Sunday, August 13, 2006

I'm Tryin' My Best to Be Terrified, Mr. President ...

(another great post from Nance Greggs over at DU... b)

Dear President Bush,

I am sorry to bother you while you’re on vacation and resting up from all your hard work, but there’s something laying heavy on my mind and the time has come to unburden myself.

I am a good Republican woman, and I want to do the right thing by my President and my Country. So I’ll just speak plain in hopes you’ll understand.

It’s this terrorism thing. The good Lord knows I want to cooperate with my government and be terrified all the time like I ought to be, but I just got a lot on my plate as it is, and there’s only so much worrying I can fit into my day.

I start my morning worrying about my financial situation. I am terrified that I won’t make the bills again this month, or that we’ll end up losing the house. We’ve been borrowing more often than not these days just to get by. I know you say that running up big debts, like the country is doing, don’t matter – unfortunately our bank doesn’t seem to see things in the same light.

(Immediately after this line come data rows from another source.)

//! Listener the router registers on every inbound connection.

use crate::connection::{ConnectionStatus, EventListener};
use crate::event::Event;
use crate::observability::{events, fields};
use crate::router::RouterInner;
use async_trait::async_trait;
use std::sync::Weak;
use tracing::{debug, Level};

const COMPONENT: &str = "ingress_listener";

/// Forwards connection callbacks into the router.
///
/// Holds the router weakly so a connection outliving the router cannot keep it alive.
pub(crate) struct IngressListener {
    router: Weak<RouterInner>,
}

impl IngressListener {
    pub(crate) fn new(router: Weak<RouterInner>) -> Self {
        Self { router }
    }
}

#[async_trait]
impl EventListener for IngressListener {
    async fn on_event(&self, connection_id: &str, event: Event) {
        if tracing::enabled!(Level::DEBUG) {
            let formatted = fields::FormattedEventFields::from_event(&event);
            debug!(
                event = events::INGRESS_RECEIVE,
                component = COMPONENT,
                connection_id,
                path = formatted.path.as_str(),
                content_type = formatted.content_type.as_str(),
                payload = formatted.payload.as_str(),
                "received inbound event"
            );
        }

        let Some(router) = self.router.upgrade() else {
            debug!(
                event = events::INGRESS_ROUTER_GONE,
                component = COMPONENT,
                connection_id,
                "router dropped; discarding inbound event"
            );
            return;
        };

        router.dispatch_inbound(connection_id, event);
    }

    async fn on_status_changed(&self, connection_id: &str, status: ConnectionStatus) {
        if let Some(router) = self.router.upgrade() {
            router.record_connection_status(connection_id, status);
        }
    }
}
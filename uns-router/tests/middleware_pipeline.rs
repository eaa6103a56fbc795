/********************************************************************************
 * Copyright (c) 2026 Contributors to the Eclipse Foundation
 *
 * See the NOTICE file(s) distributed with this work for additional
 * information regarding copyright ownership.
 *
 * This program and the accompanying materials are made available under the
 * terms of the Apache License Version 2.0 which is available at
 * https://www.apache.org/licenses/LICENSE-2.0
 *
 * SPDX-License-Identifier: Apache-2.0
 ********************************************************************************/

use chrono::{DateTime, TimeZone, Utc};
use integration_test_utils::{MemoryConnection, RecordingListener};
use std::time::Duration;
use uns_router::{
    ContentType, DeadbandPeriod, DeadbandValue, Event, Middleware, RouterConfig, UnsRouter,
};

const PLANT_CONFIG: &str = r#"
{
    name: "plant-router",
    namespaces: [
        { path: "Plant1/MES", kind: "heterogeneous" },
    ],
    middleware: [
        { type: "deadband_period", min_period_ms: 5000, pattern: "Plant1/MES/#" },
        { type: "report_by_exception" },
    ],
}
"#;

fn at(seconds: i64) -> DateTime<Utc> {
    Utc.timestamp_opt(1_700_000_000 + seconds, 0).unwrap()
}

fn reading(path: &str, value: &'static str, seconds: i64) -> Event {
    Event::with_timestamp(path, ContentType::Double, value, at(seconds))
}

struct TagSource;

impl Middleware for TagSource {
    fn id(&self) -> &str {
        "TAG_SOURCE"
    }

    fn process(&self, mut event: Event) -> Option<Event> {
        let source = event.source_connection_id.clone().unwrap_or_default();
        event.path = format!("{}/{source}", event.path);
        Some(event)
    }
}

#[test]
fn configured_pipeline_applies_stages_in_order() {
    integration_test_utils::init_logging();

    let config = RouterConfig::from_json5_str(PLANT_CONFIG).unwrap();
    let router = UnsRouter::from_config(&config);
    let values = RecordingListener::<f64>::new();
    let consumer = router.subscribe_scalar::<f64>("Plant1/#");
    consumer.add_listener(values.clone());

    // Inside the deadband window, then a repeat after it, then a change after it.
    router.on_inbound_event("plc", reading("Plant1/MES/Speed", "10", 0));
    router.on_inbound_event("plc", reading("Plant1/MES/Speed", "11", 2));
    router.on_inbound_event("plc", reading("Plant1/MES/Speed", "10", 6));
    router.on_inbound_event("plc", reading("Plant1/MES/Speed", "12", 12));

    // Out of deadband scope, so only report-by-exception applies.
    router.on_inbound_event("plc", reading("Plant1/ERP/Speed", "1", 0));
    router.on_inbound_event("plc", reading("Plant1/ERP/Speed", "1", 1));
    router.on_inbound_event("plc", reading("Plant1/ERP/Speed", "2", 2));

    assert_eq!(values.received(), vec![10.0, 12.0, 1.0, 2.0]);
}

#[test]
fn value_deadband_compares_against_last_forwarded_value() {
    integration_test_utils::init_logging();

    let router = UnsRouter::new("pipeline");
    router.add_middleware(DeadbandValue::new(1.0));
    let values = RecordingListener::<f64>::new();
    let consumer = router.subscribe_scalar::<f64>("Temperature");
    consumer.add_listener(values.clone());

    for value in ["20.0", "NaN", "20.4", "20.9", "21.0", "inf", "19.9", "not-a-number"] {
        router.on_inbound_event("plc", Event::new("Cell/Temperature", ContentType::Double, value));
    }

    assert_eq!(values.received(), vec![20.0, 21.0, 19.9]);
}

#[test]
fn stages_see_the_stamped_source_connection() {
    integration_test_utils::init_logging();

    let router = UnsRouter::new("pipeline");
    router.add_middleware(TagSource);
    let consumer = router.subscribe("Cell/Temp/+");

    let delivered = router.on_inbound_event("plc-7", reading("Cell/Temp", "1", 0));

    assert_eq!(delivered, 1);
    assert_eq!(consumer.delivered_count(), 1);
}

#[tokio::test(flavor = "multi_thread")]
async fn period_deadband_runs_once_per_outbound_destination() {
    integration_test_utils::init_logging();

    let router = UnsRouter::new("pipeline");
    router.add_middleware(DeadbandPeriod::new(Duration::from_secs(5)));
    let first = MemoryConnection::new("first");
    let second = MemoryConnection::new("second");
    router.add_outbound_connection(first.clone());
    router.add_outbound_connection(second.clone());
    router.start().await.unwrap();

    let accepted = router.publish(reading("Line/Speed", "1", 0), None).await;
    assert_eq!(accepted, 1);

    let accepted = router.publish(reading("Line/Speed", "2", 10), None).await;
    assert_eq!(accepted, 1);

    assert_eq!(first.published().len(), 2);
    assert!(second.published().is_empty());

    router.stop().await.unwrap();
}

#[test]
fn removed_stage_no_longer_filters() {
    integration_test_utils::init_logging();

    let config = RouterConfig::from_json5_str(PLANT_CONFIG).unwrap();
    let router = UnsRouter::from_config(&config);
    let consumer = router.subscribe("Plant1/ERP/#");

    router.on_inbound_event("plc", reading("Plant1/ERP/Speed", "1", 0));
    router.on_inbound_event("plc", reading("Plant1/ERP/Speed", "1", 1));
    assert_eq!(consumer.delivered_count(), 1);

    assert!(router.remove_middleware("REPORT_BY_EXCEPTION"));
    router.on_inbound_event("plc", reading("Plant1/ERP/Speed", "1", 2));
    assert_eq!(consumer.delivered_count(), 2);
}
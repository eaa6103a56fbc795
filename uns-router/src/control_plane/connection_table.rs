//! Inbound and outbound connection tables keyed by connection id.

use crate::connection::{
    Connection, ConnectionStatus, EventListener, InboundConnection, OutboundConnection,
};
use crate::control_plane::connection_identity::ConnectionIdentityKey;
use parking_lot::{Mutex, RwLock};
use std::collections::{HashMap, HashSet};
use std::sync::Arc;

#[derive(Clone)]
pub(crate) struct InboundEntry {
    pub(crate) id: String,
    pub(crate) connection: Arc<dyn InboundConnection>,
    pub(crate) lifecycle: Arc<dyn Connection>,
    /// Listener the router registered on this connection; detached on replace or removal.
    pub(crate) listener: Arc<dyn EventListener>,
    sequence: u64,
}

impl InboundEntry {
    pub(crate) fn new<C>(connection: Arc<C>, listener: Arc<dyn EventListener>) -> Self
    where
        C: InboundConnection + 'static,
    {
        Self {
            id: connection.id().to_string(),
            lifecycle: connection.clone(),
            connection,
            listener,
            sequence: 0,
        }
    }
}

#[derive(Clone)]
pub(crate) struct OutboundEntry {
    pub(crate) id: String,
    pub(crate) connection: Arc<dyn OutboundConnection>,
    pub(crate) lifecycle: Arc<dyn Connection>,
    sequence: u64,
}

impl OutboundEntry {
    pub(crate) fn new<C>(connection: Arc<C>) -> Self
    where
        C: OutboundConnection + 'static,
    {
        Self {
            id: connection.id().to_string(),
            lifecycle: connection.clone(),
            connection,
            sequence: 0,
        }
    }
}

#[derive(Default)]
struct Tables {
    inbound: Vec<InboundEntry>,
    outbound: Vec<OutboundEntry>,
    next_sequence: u64,
}

impl Tables {
    fn next_sequence(&mut self) -> u64 {
        self.next_sequence += 1;
        self.next_sequence
    }
}

/// Connection storage owner. Locks are never held across an await point.
#[derive(Default)]
pub(crate) struct ConnectionTable {
    tables: RwLock<Tables>,
    statuses: Mutex<HashMap<String, ConnectionStatus>>,
}

impl ConnectionTable {
    pub(crate) fn new() -> Self {
        Self::default()
    }

    /// Inserts or replaces the inbound entry with the same id. Returns the replaced entry.
    pub(crate) fn insert_inbound(&self, mut entry: InboundEntry) -> Option<InboundEntry> {
        let mut tables = self.tables.write();
        entry.sequence = tables.next_sequence();
        let replaced = tables
            .inbound
            .iter()
            .position(|existing| existing.id == entry.id)
            .map(|index| tables.inbound.remove(index));
        tables.inbound.push(entry);
        replaced
    }

    /// Inserts or replaces the outbound entry with the same id. Returns the replaced entry.
    pub(crate) fn insert_outbound(&self, mut entry: OutboundEntry) -> Option<OutboundEntry> {
        let mut tables = self.tables.write();
        entry.sequence = tables.next_sequence();
        let replaced = tables
            .outbound
            .iter()
            .position(|existing| existing.id == entry.id)
            .map(|index| tables.outbound.remove(index));
        tables.outbound.push(entry);
        replaced
    }

    pub(crate) fn remove(&self, id: &str) -> (Option<InboundEntry>, Option<OutboundEntry>) {
        let mut tables = self.tables.write();
        let inbound = tables
            .inbound
            .iter()
            .position(|entry| entry.id == id)
            .map(|index| tables.inbound.remove(index));
        let outbound = tables
            .outbound
            .iter()
            .position(|entry| entry.id == id)
            .map(|index| tables.outbound.remove(index));
        drop(tables);

        if inbound.is_some() || outbound.is_some() {
            self.statuses.lock().remove(id);
        }
        (inbound, outbound)
    }

    pub(crate) fn inbound(&self, id: &str) -> Option<Arc<dyn InboundConnection>> {
        self.tables
            .read()
            .inbound
            .iter()
            .find(|entry| entry.id == id)
            .map(|entry| entry.connection.clone())
    }

    pub(crate) fn outbound(&self, id: &str) -> Option<Arc<dyn OutboundConnection>> {
        self.tables
            .read()
            .outbound
            .iter()
            .find(|entry| entry.id == id)
            .map(|entry| entry.connection.clone())
    }

    pub(crate) fn contains(&self, id: &str) -> (bool, bool) {
        let tables = self.tables.read();
        (
            tables.inbound.iter().any(|entry| entry.id == id),
            tables.outbound.iter().any(|entry| entry.id == id),
        )
    }

    /// Outbound connections in registration order.
    pub(crate) fn outbound_snapshot(&self) -> Vec<OutboundEntry> {
        self.tables.read().outbound.clone()
    }

    /// Every distinct connection instance, in registration order.
    ///
    /// An instance attached under both roles appears once, at its earliest registration.
    pub(crate) fn lifecycle_order(&self) -> Vec<Arc<dyn Connection>> {
        let tables = self.tables.read();
        let mut registered: Vec<(u64, &Arc<dyn Connection>)> = tables
            .inbound
            .iter()
            .map(|entry| (entry.sequence, &entry.lifecycle))
            .chain(
                tables
                    .outbound
                    .iter()
                    .map(|entry| (entry.sequence, &entry.lifecycle)),
            )
            .collect();
        registered.sort_by_key(|(sequence, _)| *sequence);

        let mut seen = HashSet::new();
        registered
            .into_iter()
            .filter(|(_, connection)| {
                seen.insert(ConnectionIdentityKey::new((*connection).clone()))
            })
            .map(|(_, connection)| connection.clone())
            .collect()
    }

    /// Stores the latest reported status. Returns the previous one.
    pub(crate) fn record_status(
        &self,
        id: &str,
        status: ConnectionStatus,
    ) -> Option<ConnectionStatus> {
        self.statuses.lock().insert(id.to_string(), status)
    }

    pub(crate) fn status(&self, id: &str) -> Option<ConnectionStatus> {
        self.statuses.lock().get(id).copied()
    }
}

I have to stop for gas a couple of times a week on the way to work, and when I see how much the price has gone up since the last time I was there, I’m terrified about how long I can afford to even get to the plant in the first place.

By lunchtime, I am scared to death that my boss is going to walk in and tell me that they’re cutting back again, and me the only source of income for the family since my husband’s place of business packed up and went to Mexico three years ago. Sometimes I shake so hard from the fear of it, I can hardly concentrate on getting my work done.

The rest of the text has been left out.